We know those fingerprints very well. We know the methods. We know the threats. And we know that what has fueled your hostility toward Albania has never been Zionism, nor any other convenient slogan of your disgusting propaganda.
It is your hostility toward freedom itself.
You cannot forgive Albania for doing what Albanians do: opening its doors to people fleeing persecution. You cannot forgive Albania for providing refuge to Iranian men and women whom you sought to silence through intimidation, imprisonment, and death simply because they dared to think differently, speak differently, or dream differently.
But we are Albanians.
We do not abandon people who knock on our door seeking protection from oppression. We did not do so when Jews fleeing Nazi persecution needed shelter. We became the only country in Europe with more Jews after the Second World War than before it. And we will not fail Iranians seeking safety from intimidation, persecution, or murder.
Nor will we submit to your desperate and relentless cyberattacks. After your major attack, we built a resilient, state-of-the-art cyber defense shield that has made Albania much stronger and far better prepared to withstand your continuing cyber offensives, which now fail to achieve their objectives.

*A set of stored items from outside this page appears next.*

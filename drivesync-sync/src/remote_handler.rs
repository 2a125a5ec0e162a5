//! Replays pending remote changes onto the local tree.
//!
//! Deletions run first so names they free can be reused by the upserts that
//! follow. Upserts run in passes: each pass applies every change whose parent
//! is already tracked, and passes repeat while they make progress. Whatever
//! is left is requeued.

use std::collections::HashSet;
use std::path::{Path, PathBuf};
use std::sync::Arc;

use drivesync_core::{Change, ChangeKind, FileSystem, RemoteFileMetadata, RemoteId, TrackedFile};

use crate::error::{io_err, SyncError};
use crate::local_fs::{file_checksum, tmp_path};
use crate::remote::RemoteBackend;
use crate::remote_watcher::RemoteChangesWatcher;
use crate::watcher::{read_fs, write_fs, ChangesWatcher, SharedFileSystem};

pub struct RemoteChangesHandler {
    watcher: Arc<RemoteChangesWatcher>,
    backend: Arc<dyn RemoteBackend>,
    fs: SharedFileSystem,
    root: PathBuf,
}

impl RemoteChangesHandler {
    pub fn new(
        watcher: Arc<RemoteChangesWatcher>,
        backend: Arc<dyn RemoteBackend>,
        fs: SharedFileSystem,
        root: impl Into<PathBuf>,
    ) -> Self {
        Self {
            watcher,
            backend,
            fs,
            root: root.into(),
        }
    }

    /// Drain the remote pending set into the local tree.
    ///
    /// Returns every absolute local path written, renamed or removed.
    pub fn handle(&self) -> HashSet<PathBuf> {
        let touched = self.apply(self.watcher.begin_apply());
        self.watcher.finish_apply();
        touched
    }

    fn apply(&self, drained: Vec<Change<RemoteId>>) -> HashSet<PathBuf> {
        let (deletions, mut upserts): (Vec<_>, Vec<_>) = drained
            .into_iter()
            .partition(|change| change.kind == ChangeKind::Deleted || change.meta.is_none());

        let mut touched = HashSet::new();
        for change in deletions {
            match self.delete(&change.key) {
                Ok(paths) => touched.extend(paths),
                Err(err) => self.failed(change, err),
            }
        }

        loop {
            let mut progressed = false;
            let mut deferred = Vec::new();
            for change in upserts {
                let Some(meta) = change.meta.as_ref() else {
                    continue;
                };
                match self.upsert(meta) {
                    Ok(Some(paths)) => {
                        progressed = true;
                        touched.extend(paths);
                    }
                    Ok(None) => deferred.push(change),
                    Err(err) => self.failed(change, err),
                }
            }
            if deferred.is_empty() || !progressed {
                for change in deferred {
                    tracing::debug!("deferring remote {}: parent not tracked yet", change.key);
                    self.watcher.pending().requeue(change);
                }
                break;
            }
            upserts = deferred;
        }
        touched
    }

    fn failed(&self, change: Change<RemoteId>, err: SyncError) {
        if err.is_retryable() {
            tracing::warn!("will retry remote {}: {}", change.key, err);
            self.watcher.pending().requeue(change);
        } else {
            tracing::error!("dropping remote change {}: {}", change.key, err);
        }
    }

    fn delete(&self, id: &RemoteId) -> Result<Vec<PathBuf>, SyncError> {
        let Some(relative) = read_fs(&self.fs).path_of(id) else {
            return Ok(Vec::new());
        };
        if id.is_root() {
            return Ok(Vec::new());
        }
        let target = self.root.join(&relative);
        remove_local(&target)?;
        let removed = write_fs(&self.fs).remove(id)?;
        tracing::info!("removed {}", target.display());
        Ok(removed
            .into_iter()
            .map(|(_, relative)| self.root.join(relative))
            .collect())
    }

    /// Apply one created/modified/moved object. `Ok(None)` means its parent
    /// is not tracked yet.
    fn upsert(&self, meta: &RemoteFileMetadata) -> Result<Option<Vec<PathBuf>>, SyncError> {
        let Some(parent) = meta.parent.as_ref() else {
            return Ok(Some(Vec::new()));
        };
        let (target_relative, current, stale, subtree) = {
            let fs = read_fs(&self.fs);
            let Some(parent_relative) = fs.path_of(parent) else {
                return Ok(None);
            };
            let target_relative = parent_relative.join(&meta.name);
            let stale = fs
                .id_for_path(&target_relative)
                .filter(|other| **other != meta.id)
                .cloned();
            (
                target_relative,
                fs.path_of(&meta.id),
                stale,
                subtree(&fs, &meta.id),
            )
        };
        let target = self.root.join(&target_relative);
        let mut touched = Vec::new();

        if let Some(stale) = stale {
            // The name now belongs to another object; its own change has
            // been applied already or will arrive later.
            if let Err(err) = write_fs(&self.fs).remove(&stale) {
                tracing::warn!("could not forget {} at {}: {}", stale, target.display(), err);
            }
        }

        if let Some(current) = current.filter(|current| *current != target_relative) {
            let from = self.root.join(&current);
            if from.symlink_metadata().is_ok() {
                ensure_parent(&target)?;
                std::fs::rename(&from, &target).map_err(|e| io_err(&from, e))?;
                tracing::info!("moved {} -> {}", from.display(), target.display());
            }
            for suffix in &subtree {
                touched.push(from.join(suffix));
                touched.push(target.join(suffix));
            }
            touched.push(from);
        }

        if meta.is_dir {
            if target.is_file() {
                remove_local(&target)?;
            }
            std::fs::create_dir_all(&target).map_err(|e| io_err(&target, e))?;
        } else {
            self.download(meta, &target)?;
        }

        write_fs(&self.fs).insert(TrackedFile::from(meta))?;
        touched.push(target);
        Ok(Some(touched))
    }

    fn download(&self, meta: &RemoteFileMetadata, target: &Path) -> Result<(), SyncError> {
        if target.is_dir() {
            return Err(io_err(
                target,
                std::io::Error::new(
                    std::io::ErrorKind::AlreadyExists,
                    "a local directory occupies the file's name",
                ),
            ));
        }
        let local = file_checksum(target).ok().map(|(checksum, _)| checksum);
        if local.is_some() && local == meta.checksum {
            return Ok(());
        }

        ensure_parent(target)?;
        let tmp = tmp_path(target);
        match self.backend.download(&meta.id, &tmp) {
            Ok(()) => {}
            Err(err) => {
                let _ = std::fs::remove_file(&tmp);
                if err.is_not_found() {
                    // Deleted since the poll; the deletion arrives next time.
                    return Ok(());
                }
                return Err(err.into());
            }
        }
        if let Err(err) = std::fs::rename(&tmp, target) {
            let _ = std::fs::remove_file(&tmp);
            return Err(io_err(target, err));
        }
        tracing::info!("downloaded {}", target.display());
        Ok(())
    }
}

/// Paths of every descendant of `id`, relative to `id` itself.
fn subtree(fs: &FileSystem, id: &RemoteId) -> Vec<PathBuf> {
    let mut paths = Vec::new();
    let mut stack: Vec<(RemoteId, PathBuf)> = vec![(id.clone(), PathBuf::new())];
    while let Some((current, prefix)) = stack.pop() {
        for child in fs.children(&current) {
            let path = prefix.join(&child.name);
            paths.push(path.clone());
            stack.push((child.id.clone(), path));
        }
    }
    paths
}

fn ensure_parent(path: &Path) -> Result<(), SyncError> {
    match path.parent() {
        Some(parent) => std::fs::create_dir_all(parent).map_err(|e| io_err(parent, e)),
        None => Ok(()),
    }
}

fn remove_local(path: &Path) -> Result<(), SyncError> {
    let result = match path.symlink_metadata() {
        Ok(metadata) if metadata.is_dir() => std::fs::remove_dir_all(path),
        Ok(_) => std::fs::remove_file(path),
        Err(err) => Err(err),
    };
    match result {
        Ok(()) => Ok(()),
        Err(err) if err.kind() == std::io::ErrorKind::NotFound => Ok(()),
        Err(err) => Err(io_err(path, err)),
    }
}

#[cfg(test)]
mod tests {
    use super::*;
    use crate::memory::MemoryBackend;
    use crate::watcher::shared;
    use std::time::Duration;
    use tempfile::TempDir;

    struct Fixture {
        _tmp: TempDir,
        root: PathBuf,
        backend: Arc<MemoryBackend>,
        fs: SharedFileSystem,
        watcher: Arc<RemoteChangesWatcher>,
        handler: RemoteChangesHandler,
    }

    fn fixture() -> Fixture {
        let tmp = TempDir::new().unwrap();
        let root = tmp.path().to_path_buf();
        let backend = Arc::new(MemoryBackend::new());
        let fs = shared(FileSystem::new());
        let watcher = Arc::new(RemoteChangesWatcher::new(
            backend.clone(),
            fs.clone(),
            Duration::from_secs(30),
        ));
        watcher.start().unwrap();
        let handler =
            RemoteChangesHandler::new(watcher.clone(), backend.clone(), fs.clone(), &root);
        Fixture {
            _tmp: tmp,
            root,
            backend,
            fs,
            watcher,
            handler,
        }
    }

    #[test]
    fn nested_objects_land_parent_first() {
        let f = fixture();
        let docs = f.backend.put_directory(&RemoteId::root(), "docs").unwrap();
        let deep = f.backend.put_directory(&docs.id, "deep").unwrap();
        f.backend.put_file(&deep.id, "x.txt", b"hello").unwrap();
        f.watcher.poll().unwrap();

        let touched = f.handler.handle();
        assert_eq!(touched.len(), 3);
        assert_eq!(
            std::fs::read(f.root.join("docs/deep/x.txt")).unwrap(),
            b"hello"
        );
        assert!(f.watcher.pending().is_empty());
        assert_eq!(read_fs(&f.fs).len(), 3);
    }

    #[test]
    fn orphan_is_requeued() {
        let f = fixture();
        let docs = f.backend.put_directory(&RemoteId::root(), "docs").unwrap();
        let file = f.backend.put_file(&docs.id, "x.txt", b"x").unwrap();
        f.watcher.poll().unwrap();
        // Lose the directory's change: the file cannot be placed.
        f.watcher.pending().take(&docs.id);

        assert!(f.handler.handle().is_empty());
        assert!(f.watcher.pending().contains(&file.id));
        assert!(!f.root.join("docs").exists());
    }

    #[test]
    fn remote_rename_moves_local_subtree() {
        let f = fixture();
        let docs = f.backend.put_directory(&RemoteId::root(), "docs").unwrap();
        f.backend.put_file(&docs.id, "x.txt", b"x").unwrap();
        f.watcher.poll().unwrap();
        f.handler.handle();

        f.backend.rename(&docs.id, &RemoteId::root(), "papers").unwrap();
        f.watcher.poll().unwrap();
        let touched = f.handler.handle();

        assert!(f.root.join("papers/x.txt").is_file());
        assert!(!f.root.join("docs").exists());
        assert!(touched.contains(&f.root.join("docs/x.txt")));
        assert!(touched.contains(&f.root.join("papers/x.txt")));
    }

    #[test]
    fn remote_delete_removes_local_tree() {
        let f = fixture();
        let docs = f.backend.put_directory(&RemoteId::root(), "docs").unwrap();
        f.backend.put_file(&docs.id, "x.txt", b"x").unwrap();
        f.watcher.poll().unwrap();
        f.handler.handle();

        f.backend.remove(&docs.id).unwrap();
        f.watcher.poll().unwrap();
        let touched = f.handler.handle();
        assert!(!f.root.join("docs").exists());
        assert_eq!(touched.len(), 2);
        assert!(read_fs(&f.fs).is_empty());
    }

    #[test]
    fn replaced_name_forgets_previous_holder() {
        let f = fixture();
        let old = f.backend.put_file(&RemoteId::root(), "a.txt", b"old").unwrap();
        f.watcher.poll().unwrap();
        f.handler.handle();

        f.backend.remove(&old.id).unwrap();
        let new = f.backend.put_file(&RemoteId::root(), "a.txt", b"new").unwrap();
        f.watcher.poll().unwrap();
        // The deletion is seen later than the new object taking its name.
        let deletion = f.watcher.pending().take(&old.id).unwrap();

        f.handler.handle();
        assert_eq!(std::fs::read(f.root.join("a.txt")).unwrap(), b"new");
        assert!(!read_fs(&f.fs).contains(&old.id));
        assert!(read_fs(&f.fs).contains(&new.id));

        f.watcher.pending().push(deletion);
        f.handler.handle();
        assert_eq!(std::fs::read(f.root.join("a.txt")).unwrap(), b"new");
    }

    #[test]
    fn matching_local_content_is_not_downloaded() {
        let f = fixture();
        std::fs::write(f.root.join("a.txt"), b"same").unwrap();
        f.backend.put_file(&RemoteId::root(), "a.txt", b"same").unwrap();
        f.watcher.poll().unwrap();
        f.backend.fail_next(1);
        // A download attempt would hit the injected failure.
        assert_eq!(f.handler.handle().len(), 1);
        assert!(f.watcher.pending().is_empty());
    }
}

You are free to exploit the privileges of open societies to spread your false narratives, shameless accusations, and brutal threats. But as we Albanians learned from fifty years of darkness under our own atheocratic dictatorship, propaganda may conceal the truth, distort the truth, and delay the truth, but it can never bury the truth beneath the weight of a medieval theocracy such as yours.
Your regime may hack networks, imprison critics, censor voices, threaten opponents, harass neighbors, and invent endless excuses for its failures. But it cannot escape reality forever.
Regimes built on fear, censorship, oppression, and the suppression of dissent may endure for a time, but history is merciless toward those who wage war against the freedom and prosperity of their own people.
The Iranian people deserve freedom. They deserve dignity. They deserve the right to speak without fear.
And Albania will never apologize, never retreat, and never be intimidated for standing on the side of these values.
So continue manipulating and deceiving anyone in the colorful West who is willing to fall for your lies. But you will never make Albanians enemies of other peoples—whether Jews, Arabs, or Americans.
Because what they share, and what you fear, are precisely the things you have denied your own nation for far too long: great hopes, great dreams, and the determination to live freely.
To seek peace and to tirelessly build prosperity.”